> [The problem]:
Write out the data exactly, keeping every line.

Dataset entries
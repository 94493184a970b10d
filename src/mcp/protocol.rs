// ABOUTME: MCP JSON-RPC method dispatch over the tool registry
// ABOUTME: Handles initialize, ping, tools/list, tools/call and notifications
//
// SPDX-License-Identifier: MIT OR Apache-2.0
// Copyright (c) 2025 Pierre Fitness Intelligence

use serde::Deserialize;
use serde_json::{json, Value};
use tracing::{debug, info, warn};

use super::resources::ServerResources;
use crate::constants::errors::{
    ERROR_INVALID_PARAMS, ERROR_INVALID_REQUEST, ERROR_METHOD_NOT_FOUND,
};
use crate::constants::protocol::{JSONRPC_VERSION, MCP_PROTOCOL_VERSION, SERVER_VERSION};
use crate::constants::service_names::SGT_CHEF_SERVER;
use crate::jsonrpc::{JsonRpcRequest, JsonRpcResponse};
use crate::tools::ToolExecutionContext;

#[derive(Debug, Deserialize)]
struct ToolCallParams {
    name: String,
    #[serde(default)]
    arguments: Value,
}

/// Stateless MCP request handler
pub struct McpProtocolHandler;

impl McpProtocolHandler {
    /// Handle one request; `None` means no response body (`notifications/*`)
    pub async fn handle_request(
        resources: &ServerResources,
        request: JsonRpcRequest,
    ) -> Option<JsonRpcResponse> {
        if request.jsonrpc != JSONRPC_VERSION {
            return Some(JsonRpcResponse::error(
                request.id,
                ERROR_INVALID_REQUEST,
                format!("Unsupported JSON-RPC version: {}", request.jsonrpc),
            ));
        }

        if request.is_notification() {
            debug!(method = %request.method, "MCP notification received");
            return None;
        }

        if request.id.is_none() {
            warn!(method = %request.method, "MCP request without id");
            return Some(JsonRpcResponse::error(
                None,
                ERROR_INVALID_REQUEST,
                format!("Request id is required for method: {}", request.method),
            ));
        }

        let id = request.id;
        let response = match request.method.as_str() {
            "initialize" => JsonRpcResponse::success(id, Self::initialize_result()),
            "ping" => JsonRpcResponse::success(id, json!({})),
            "tools/list" => JsonRpcResponse::success(id, Self::tools_list_result(resources)),
            "tools/call" => Self::handle_tools_call(resources, id, request.params).await,
            method => {
                warn!(method, "Unknown MCP method");
                JsonRpcResponse::error(id, ERROR_METHOD_NOT_FOUND, format!("Method not found: {method}"))
            }
        };
        Some(response)
    }

    fn initialize_result() -> Value {
        json!({
            "protocolVersion": MCP_PROTOCOL_VERSION,
            "capabilities": {
                "tools": { "listChanged": false }
            },
            "serverInfo": {
                "name": SGT_CHEF_SERVER,
                "version": SERVER_VERSION
            }
        })
    }

    fn tools_list_result(resources: &ServerResources) -> Value {
        let tools: Vec<Value> = resources
            .all_tools
            .definitions()
            .into_iter()
            .map(|def| {
                json!({
                    "name": def.name,
                    "description": def.description,
                    "inputSchema": def.input_schema
                })
            })
            .collect();
        json!({ "tools": tools })
    }

    async fn handle_tools_call(
        resources: &ServerResources,
        id: Option<Value>,
        params: Option<Value>,
    ) -> JsonRpcResponse {
        let params: ToolCallParams = match params.map(serde_json::from_value).transpose() {
            Ok(Some(params)) => params,
            Ok(None) => {
                return JsonRpcResponse::error(id, ERROR_INVALID_PARAMS, "Missing params")
            }
            Err(e) => {
                return JsonRpcResponse::error(
                    id,
                    ERROR_INVALID_PARAMS,
                    format!("Invalid tools/call params: {e}"),
                )
            }
        };

        info!(tool = %params.name, "MCP tool call");
        let ctx = ToolExecutionContext::new(resources.database.clone());
        let outcome = resources
            .all_tools
            .invoke(&params.name, params.arguments, &ctx)
            .await;

        let mut result = json!({
            "content": [{ "type": "text", "text": outcome.text }],
            "isError": outcome.is_error
        });
        if let Some(data) = outcome.data {
            result["structuredContent"] = data;
        }
        JsonRpcResponse::success(id, result)
    }
}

> [Solution below]:
repository 94493184a970b10d
filename src/mcp/protocol.rs
// ABOUTME: MCP JSON-RPC method dispatch over the tool registry
// ABOUTME: Handles initialize, ping, tools/list, tools/call and notifications
//
// SPDX-License-Identifier: MIT OR Apache-2.0
// Copyright (c) 2025 Pierre Fitness Intelligence

use serde::Deserialize;
use serde_json::{json, Value};
use tracing::{debug, info, warn};

use super::resources::ServerResources;
use crate::constants::errors::{
    ERROR_INVALID_PARAMS, ERROR_INVALID_REQUEST, ERROR_METHOD_NOT_FOUND,
};
use crate::constants::protocol::{JSONRPC_VERSION, MCP_PROTOCOL_VERSION, SERVER_VERSION};
use crate::constants::service_names::SGT_CHEF_SERVER;
use crate::jsonrpc::{JsonRpcRequest, JsonRpcResponse};
use crate::tools::ToolExecutionContext;

#[derive(Debug, Deserialize)]
struct ToolCallParams {
    name: String,
    #[serde(default)]
    arguments: Value,
}

/// Stateless MCP request handler
pub struct McpProtocolHandler;

impl McpProtocolHandler {
    /// Handle one request; `None` means no response body (`notifications/*`)
    pub async fn handle_request(
        resources: &ServerResources,
        request: JsonRpcRequest,
    ) -> Option<JsonRpcResponse> {
        if request.jsonrpc != JSONRPC_VERSION {
            return Some(JsonRpcResponse::error(
                request.id,
                ERROR_INVALID_REQUEST,
                format!("Unsupported JSON-RPC version: {}", request.jsonrpc),
            ));
        }

        if request.is_notification() {
            debug!(method = %request.method, "MCP notification received");
            return None;
        }

        if request.id.is_none() {
            warn!(method = %request.method, "MCP request without id");
            return Some(JsonRpcResponse::error(
                None,
                ERROR_INVALID_REQUEST,
                format!("Request id is required for method: {}", request.method),
            ));
        }

        let id = request.id;
        let response = match request.method.as_str() {
            "initialize" => JsonRpcResponse::success(id, Self::initialize_result()),
            "ping" => JsonRpcResponse::success(id, json!({})),
            "tools/list" => JsonRpcResponse::success(id, Self::tools_list_result(resources)),
            "tools/call" => Self::handle_tools_call(resources, id, request.params).await,
            method => {
                warn!(method, "Unknown MCP method");
                JsonRpcResponse::error(id, ERROR_METHOD_NOT_FOUND, format!("Method not found: {method}"))
            }
        };
        Some(response)
    }

    fn initialize_result() -> Value {
        json!({
            "protocolVersion": MCP_PROTOCOL_VERSION,
            "capabilities": {
                "tools": { "listChanged": false }
            },
            "serverInfo": {
                "name": SGT_CHEF_SERVER,
                "version": SERVER_VERSION
            }
        })
    }

    fn tools_list_result(resources: &ServerResources) -> Value {
        let tools: Vec<Value> = resources
            .all_tools
            .definitions()
            .into_iter()
            .map(|def| {
                json!({
                    "name": def.name,
                    "description": def.description,
                    "inputSchema": def.input_schema
                })
            })
            .collect();
        json!({ "tools": tools })
    }

    async fn handle_tools_call(
        resources: &ServerResources,
        id: Option<Value>,
        params: Option<Value>,
    ) -> JsonRpcResponse {
        let params: ToolCallParams = match params.map(serde_json::from_value).transpose() {
            Ok(Some(params)) => params,
            Ok(None) => {
                return JsonRpcResponse::error(id, ERROR_INVALID_PARAMS, "Missing params")
            }
            Err(e) => {
                return JsonRpcResponse::error(
                    id,
                    ERROR_INVALID_PARAMS,
                    format!("Invalid tools/call params: {e}"),
                )
            }
        };

        info!(tool = %params.name, "MCP tool call");
        let ctx = ToolExecutionContext::new(resources.database.clone());
        let outcome = resources
            .all_tools
            .invoke(&params.name, params.arguments, &ctx)
            .await;

        let mut result = json!({
            "content": [{ "type": "text", "text": outcome.text }],
            "isError": outcome.is_error
        });
        if let Some(data) = outcome.data {
            result["structuredContent"] = data;
        }
        JsonRpcResponse::success(id, result)
    }
}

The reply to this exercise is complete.